La gracia más difícil
Chiquito se hizo una celebridad sin hacer daño a nadie, sin pisar la cabeza de nadie y sin convertirse en un hijo de puta.
El sentido del humor es algo muy personal. No a todos nos hacen reír las mismas cosas. Yo puedo reventar a carcajadas con Les Luthiers o con Tricicle, por poner dos ejemplos, pero muchos amigos (todos gente divertida) se alarmaron cuando les confesé que ese señor de Albacete que tiene tanto éxito con sus parodias de famosos, Joaquín Reyes, no me hace ni puñetera gracia. Pero ninguna. Su Hora chanante se me indigestó desde el primer momento. Siempre me recordó a Fernando Esteso haciendo de palurdo y cantando La Ramona en la tele cuando yo era chico. Ya lo había visto y no me gustaba. Me producía vergüenza ajena. Mis amigos, que se desternillan todos con ese Reyes, me miraron con la sonrisa de compasión que se suele poner ante un enfermo grave y, antes de sugerirme el nombre de varios psicólogos, inundaron mi correo con enlaces a las obras maestras de ese señor. Seis copias me llegaron de la burla que hizo con Margaret Thatcher. Me esforcé, lo juro, porque no me gusta llevar la contraria sin motivo, pero no funcionó. Fue peor. La parodia de la Thatcher tenía, para mí, todavía menos gracia que el original. Que se dice pronto.

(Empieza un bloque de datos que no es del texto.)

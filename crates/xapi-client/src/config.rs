//! Application configuration loading
//!
//! TOML config for apps embedding the client. The client secret is never
//! stored in the TOML itself: it resolves from the `XAPI_CLIENT_SECRET`
//! env var or from `client_secret_file`, in that order, and lands in a
//! redacting [`Secret`] wrapper.

use std::path::{Path, PathBuf};

use common::Secret;
use serde::Deserialize;

use xapi_auth::AppCredentials;

/// App-level OAuth configuration.
#[derive(Debug, Deserialize)]
pub struct AppConfig {
    pub client_id: String,
    #[serde(skip)]
    pub client_secret: Option<Secret<String>>,
    /// Path to a file containing the client secret (alternative to the
    /// XAPI_CLIENT_SECRET env var)
    #[serde(default)]
    pub client_secret_file: Option<PathBuf>,
    /// Callback registered with the provider for this app
    pub redirect_uri: String,
    #[serde(default = "default_scopes")]
    pub scopes: Vec<String>,
    #[serde(default = "default_timeout")]
    pub timeout_secs: u64,
}

fn default_scopes() -> Vec<String> {
    ["tweet.read", "users.read", "offline.access"]
        .map(String::from)
        .to_vec()
}

fn default_timeout() -> u64 {
    30
}

impl AppConfig {
    /// Load configuration from a TOML file, then overlay the environment.
    ///
    /// Secret resolution order:
    /// 1. XAPI_CLIENT_SECRET env var
    /// 2. client_secret_file path from config
    pub fn load(path: &Path) -> common::Result<Self> {
        let contents = std::fs::read_to_string(path)?;
        let mut config: AppConfig = toml::from_str(&contents)?;

        if config.client_id.is_empty() {
            return Err(common::Error::Config("client_id must not be empty".into()));
        }
        if !config.redirect_uri.starts_with("http://")
            && !config.redirect_uri.starts_with("https://")
        {
            return Err(common::Error::Config(format!(
                "redirect_uri must start with http:// or https://, got: {}",
                config.redirect_uri
            )));
        }
        if config.scopes.is_empty() {
            return Err(common::Error::Config(
                "scopes must not be empty; the refresh flow needs offline.access".into(),
            ));
        }
        if config.timeout_secs == 0 {
            return Err(common::Error::Config(
                "timeout_secs must be greater than 0".into(),
            ));
        }

        // Resolve the secret: env var takes precedence over file
        if let Ok(secret) = std::env::var("XAPI_CLIENT_SECRET") {
            config.client_secret = Some(Secret::new(secret));
        } else if let Some(ref secret_file) = config.client_secret_file {
            let secret = std::fs::read_to_string(secret_file).map_err(|e| {
                common::Error::Config(format!(
                    "failed to read client_secret_file {}: {e}",
                    secret_file.display()
                ))
            })?;
            let secret = secret.trim().to_owned();
            if !secret.is_empty() {
                config.client_secret = Some(Secret::new(secret));
            }
        }

        if let Some(ref secret) = config.client_secret
            && secret.is_empty()
        {
            return Err(common::Error::Config(
                "client secret resolved to an empty value".into(),
            ));
        }

        Ok(config)
    }

    /// Space-joined scope string for the authorize URL.
    pub fn scope(&self) -> String {
        self.scopes.join(" ")
    }

    /// App credentials for exchange and refresh, present only when a secret
    /// was resolved.
    pub fn app_credentials(&self) -> Option<AppCredentials> {
        self.client_secret.as_ref().map(|secret| AppCredentials {
            client_id: self.client_id.clone(),
            client_secret: secret.clone(),
        })
    }
}
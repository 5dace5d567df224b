//! Rotation collaborator notified when the credential set changes
//!
//! Refresh tokens rotate: the provider invalidates the previous token the
//! moment it issues a replacement. The hook is how the caller persists the
//! replacement durably: the refresh that produced it does not resolve
//! until the hook completes, so there is no window where the only copy of
//! a live refresh token exists in process memory alone.

use std::future::Future;
use std::pin::Pin;

use xapi_auth::{Credentials, Result};

/// Collaborator invoked exactly once per successful refresh and once per
/// initial code exchange, with the account the credentials are bound to.
///
/// An error from the hook propagates out of the refresh; the rotated set is
/// already committed in memory at that point (the provider has rotated
/// regardless), so the caller decides whether to retry persistence.
///
/// Uses `Pin<Box<dyn Future>>` return types for dyn-compatibility
/// (`Arc<dyn RotationHook>`).
pub trait RotationHook: Send + Sync {
    fn credentials_rotated<'a>(
        &'a self,
        account_id: &'a str,
        credentials: &'a Credentials,
    ) -> Pin<Box<dyn Future<Output = Result<()>> + Send + 'a>>;
}

/// Hook for callers without durable persistence (tests, one-shot tools).
pub struct NoopRotation;

impl RotationHook for NoopRotation {
    fn credentials_rotated<'a>(
        &'a self,
        _account_id: &'a str,
        _credentials: &'a Credentials,
    ) -> Pin<Box<dyn Future<Output = Result<()>> + Send + 'a>> {
        Box::pin(async { Ok(()) })
    }
}
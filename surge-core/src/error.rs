use thiserror::Error;

/// Fatal configuration problems, reported before a run starts.
#[derive(Debug, Error, Clone, PartialEq)]
pub enum ConfigError {
    #[error("Stage `{0}` is malformed, expected `<duration>:<target>` (e.g. `30s:20`)")]
    MalformedStage(String),

    #[error("Invalid stage duration `{0}`: {1}")]
    InvalidDuration(String, String),

    #[error("Invalid stage target `{0}`")]
    InvalidTarget(String),

    #[error("A scenario needs at least one stage")]
    NoStages,

    #[error("Tick interval must be greater than zero")]
    ZeroTick,

    #[error("Unknown metric `{0}`")]
    UnknownMetric(String),

    #[error("Threshold `{0}` is malformed")]
    MalformedThreshold(String),

    #[error("Aggregate `{aggregate}` is not supported by metric `{metric}`")]
    UnsupportedAggregate { metric: String, aggregate: String },

    #[error("Percentile must be within 0..=100, got {0}")]
    InvalidPercentile(f64),

    #[error("Status set `{0}` is malformed, expected codes or ranges like `200,401` or `200-399`")]
    MalformedStatusSet(String),

    #[error("HTTP client could not be built: {0}")]
    HttpClient(String),

    #[error("Invalid URL `{0}`: {1}")]
    InvalidUrl(String, String),
}
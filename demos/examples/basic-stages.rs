//! Ramp to 20 VUs, hold, ramp down, against a local mock-service (`cargo run -p mock-service`).
use std::time::Duration;
use surge::prelude::*;

#[tokio::main]
async fn main() {
    demos::init_tracing();

    let stats = match accounts()
        .stage(Duration::from_secs(10), 20)
        .stage(Duration::from_secs(20), 20)
        .stage(Duration::from_secs(10), 0)
        .threshold("http_req_duration:p(95)<500".parse().unwrap())
        .threshold("http_req_failed:rate<0.01".parse().unwrap())
        .await
    {
        Ok(stats) => stats,
        Err(e) => {
            eprintln!("{e}");
            std::process::exit(surge::EXIT_CONFIG_ERROR.into());
        }
    };

    println!("{}", Report(&stats));
    std::process::exit(surge::exit_code(&stats).into());
}

#[scenario]
async fn accounts(http: Http) {
    let base = demos::target();
    let res = http.get(&format!("{base}/api/auth/session")).await;
    http.check("session status is 200", res.status == Some(200));
}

Con Chiquito de la Calzada, que acaba de morir, me pasaba algo parecido. Nunca me hizo reír. Debo de pertenecer al grupo de los ocho o diez españoles que jamás han dicho no puedoorl, ni jaarl, ni fistro diodenal, ni ninguna de esas muletillas que Chiquito inventó y que repite todo el mundo. Admito que alguna vez sí he utilizado el término Meretérica como sinónimo burlón de la Guardia Civil, pero es una excepción. Durante mucho tiempo, desde que lo vi por primera vez, tuve la sensación de que la gente no se reía con Chiquito sino de Chiquito, y eso me hacía sentir incómodo. Era un tipo tímido que se sentía a disgusto en el escenario, ante mucha gente (caminaba siempre de lado a lado de las tablas, prueba segura de nerviosismo). Sus chistes eran malísimos y él lo sabía. Por eso los alargaba hasta lo inverosímil con los grititos, los saltitos ridículos y los palabros absurdos o sacados de idiomas inventados, como los Morancos cuando fingían hablar inglés. Su humor estaba en el aderezo, no en el contenido.

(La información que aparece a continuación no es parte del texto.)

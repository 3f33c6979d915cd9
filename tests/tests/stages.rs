mod utils;
#[allow(unused)]
use utils::*;

use std::num::NonZeroU32;
use std::sync::atomic::{AtomicUsize, Ordering};
use std::sync::{Arc, OnceLock};
use std::time::Duration;
use surge::prelude::*;
use surge::{exit_code, Scenario, EXIT_PASSED, EXIT_THRESHOLD_FAILED};

static BASE: OnceLock<String> = OnceLock::new();

#[scenario]
async fn accounts(http: Http) {
    let Some(base) = BASE.get() else { return };
    let accepted = StatusSet::codes(&[200, 401]);

    let auth = http.group("Auth Session Check");
    let res = auth.get(&format!("{base}/api/auth/session")).await;
    auth.check("session status is 200", res.status == Some(200));

    let admin = http.group("Admin Metrics Payload");
    let res = admin
        .get_expecting(&format!("{base}/api/admin/users/metrics"), &accepted)
        .await;
    admin.check_status("metrics status is 200 or 401", &res, &accepted);
}

#[tracing_test::traced_test]
#[tokio::test]
#[ntest::timeout(30_000)]
async fn short_profile_passes_with_unauthorized_admin() {
    let base = init().await;
    BASE.get_or_init(|| base);

    let stats = accounts()
        .stage(Duration::from_secs(1), 5)
        .stage(Duration::from_secs(1), 10)
        .stage(Duration::from_millis(500), 0)
        .pause(Duration::from_millis(100))
        .tick(Duration::from_millis(20))
        .threshold("http_req_duration:p(95)<500".parse().unwrap())
        .threshold("http_req_failed:rate<0.01".parse().unwrap())
        .threshold("checks:rate==1".parse().unwrap())
        .await
        .unwrap();

    assert_eq!(stats.name, "accounts");
    assert!(stats.requests >= 20);
    assert_eq!(stats.requests, stats.iterations * 2);
    assert_eq!(stats.failed_requests, 0);
    assert!(stats.vus_max <= 10);
    assert!(stats.checks.iter().all(|c| c.fails == 0));
    assert_eq!(exit_code(&stats), EXIT_PASSED);
    assert!(logs_contain("Scenario complete"));
}

#[tracing_test::traced_test]
#[tokio::test]
#[ntest::timeout(30_000)]
async fn server_errors_fail_checks_and_thresholds() {
    let base = init().await;
    let url = format!("{base}/status/500");

    let stats = Scenario::new("errors", move |http: Http| {
        let url = url.clone();
        async move {
            let res = http.get(&url).await;
            http.check_status("metrics status is 200 or 401", &res, &StatusSet::codes(&[200, 401]));
        }
    })
    .stage(Duration::from_millis(500), 2)
    .pause(Duration::from_millis(50))
    .tick(Duration::from_millis(20))
    .threshold("http_req_failed:rate<0.01".parse().unwrap())
    .await
    .unwrap();

    assert_eq!(stats.failed_requests, stats.requests);
    assert_eq!(stats.checks[0].passes, 0);
    assert!(!stats.thresholds[0].passed);
    assert_eq!(exit_code(&stats), EXIT_THRESHOLD_FAILED);
}

#[tracing_test::traced_test]
#[tokio::test]
#[ntest::timeout(30_000)]
async fn unreachable_host_fails_the_run() {
    init().await;

    let stats = Scenario::new("unreachable", |http: Http| async move {
        // Nothing listens on port 1.
        http.get("http://127.0.0.1:1/api/auth/session").await;
    })
    .stage(Duration::from_millis(300), 2)
    .pause(Duration::from_millis(50))
    .tick(Duration::from_millis(20))
    .request_timeout(Duration::from_secs(2))
    .threshold("http_req_failed:rate<0.01".parse().unwrap())
    .await
    .unwrap();

    assert!(stats.requests > 0);
    assert_eq!(stats.error_rate(), 1.);
    assert_eq!(exit_code(&stats), EXIT_THRESHOLD_FAILED);
}

#[tracing_test::traced_test]
#[tokio::test]
#[ntest::timeout(30_000)]
async fn ramp_down_waits_for_slow_requests() {
    let base = init().await;
    let url = format!("{base}/delay/ms/400");
    let in_flight = Arc::new(AtomicUsize::new(0));
    let flight = in_flight.clone();

    let stats = Scenario::new("drain", move |http: Http| {
        let url = url.clone();
        let flight = flight.clone();
        async move {
            flight.fetch_add(1, Ordering::SeqCst);
            http.get(&url).await;
            flight.fetch_sub(1, Ordering::SeqCst);
        }
    })
    .stage(Duration::from_millis(600), 4)
    .stage(Duration::ZERO, 0)
    .pause(Duration::from_millis(10))
    .tick(Duration::from_millis(20))
    .await
    .unwrap();

    assert_eq!(in_flight.load(Ordering::SeqCst), 0);
    assert_eq!(stats.requests, stats.iterations);
    assert_eq!(stats.failed_requests, 0);
    // Requests still running at the end of the schedule were completed, not dropped.
    assert!(stats.http_req_duration.min >= 390.);
    assert!(stats.elapsed >= Duration::from_millis(600));
}

#[tracing_test::traced_test]
#[tokio::test]
#[ntest::timeout(30_000)]
async fn rps_limit_keeps_server_under_its_quota() {
    let base = init().await;
    let url = format!("{base}/limited/50/key/rps");

    let stats = Scenario::new("rps", move |http: Http| {
        let url = url.clone();
        async move {
            http.get(&url).await;
        }
    })
    .stage(Duration::from_secs(2), 10)
    .pause(Duration::ZERO)
    .tick(Duration::from_millis(20))
    .rps(NonZeroU32::new(20).unwrap())
    .threshold("http_req_failed:rate==0".parse().unwrap())
    .await
    .unwrap();

    assert!(stats.requests <= 80, "{} requests", stats.requests);
    assert!(stats.passed(), "{:?}", stats.thresholds);
}

#[tracing_test::traced_test]
#[tokio::test]
#[ntest::timeout(30_000)]
async fn partial_failures_break_the_error_rate_threshold() {
    let base = init().await;
    let url = format!("{base}/flaky/10");

    let stats = Scenario::new("flaky", move |http: Http| {
        let url = url.clone();
        async move {
            http.get(&url).await;
        }
    })
    .stage(Duration::from_secs(1), 4)
    .pause(Duration::from_millis(5))
    .tick(Duration::from_millis(20))
    .threshold("http_req_failed:rate<0.01".parse().unwrap())
    .await
    .unwrap();

    // Roughly one request in ten answers 500.
    assert!(stats.requests >= 100, "{} requests", stats.requests);
    let rate = stats.error_rate();
    assert!((0.02..0.25).contains(&rate), "error rate {rate}");
    assert!(!stats.thresholds[0].passed);
    assert_eq!(exit_code(&stats), EXIT_THRESHOLD_FAILED);
}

Hasta que un día alguien intentó abochornarle. Le pusieron al teléfono a uno que imitaba a Felipe González para ver lo nervioso que se ponía. Respuesta de Chiquito, achinando los ojos: “Creo que este era uno de esos que imitan a Felipe González”. La burla salió mal. Chiquito era cualquier cosa menos un bobo del que se podía uno reír. Y yo me puse de su parte para siempre.
Ha pasado más hambre que el perro de un ciego, que habría dicho él. Ha sobrenadado la vida como un corcho, dando tumbos y dejándose explotar. Hasta que, de pronto, la fama y el dinero le llegaron como en una película de Disney. Y aquí está lo prodigioso: se hizo una celebridad sin hacer daño a nadie, sin pisar la cabeza de nadie, sin fingir que era lo que no era (apenas fue a la escuela y no lo ocultaba), sin envanecerse y sin convertirse en un hijo de puta. Díganme ustedes cuántos casos conocen ni remotamente parecidos. Perdonó a sus plagiarios (algunos muy buenos) y hasta se reconcilió con ellos, que se habían enriquecido parodiando lo único que no era posible copiar: su estilo, su personalidad. Siguió siendo una buena persona y logró, cosa increíble, que nadie le odiase por ello. Así las cosas, ¿qué importancia tiene que sus chistes fueran espantosos? La gracia de Chiquito no estaba en los chistes: estaba en él, en su forma de ser. Ese era su genio. Así que buen viaje, fistro. Y gracias.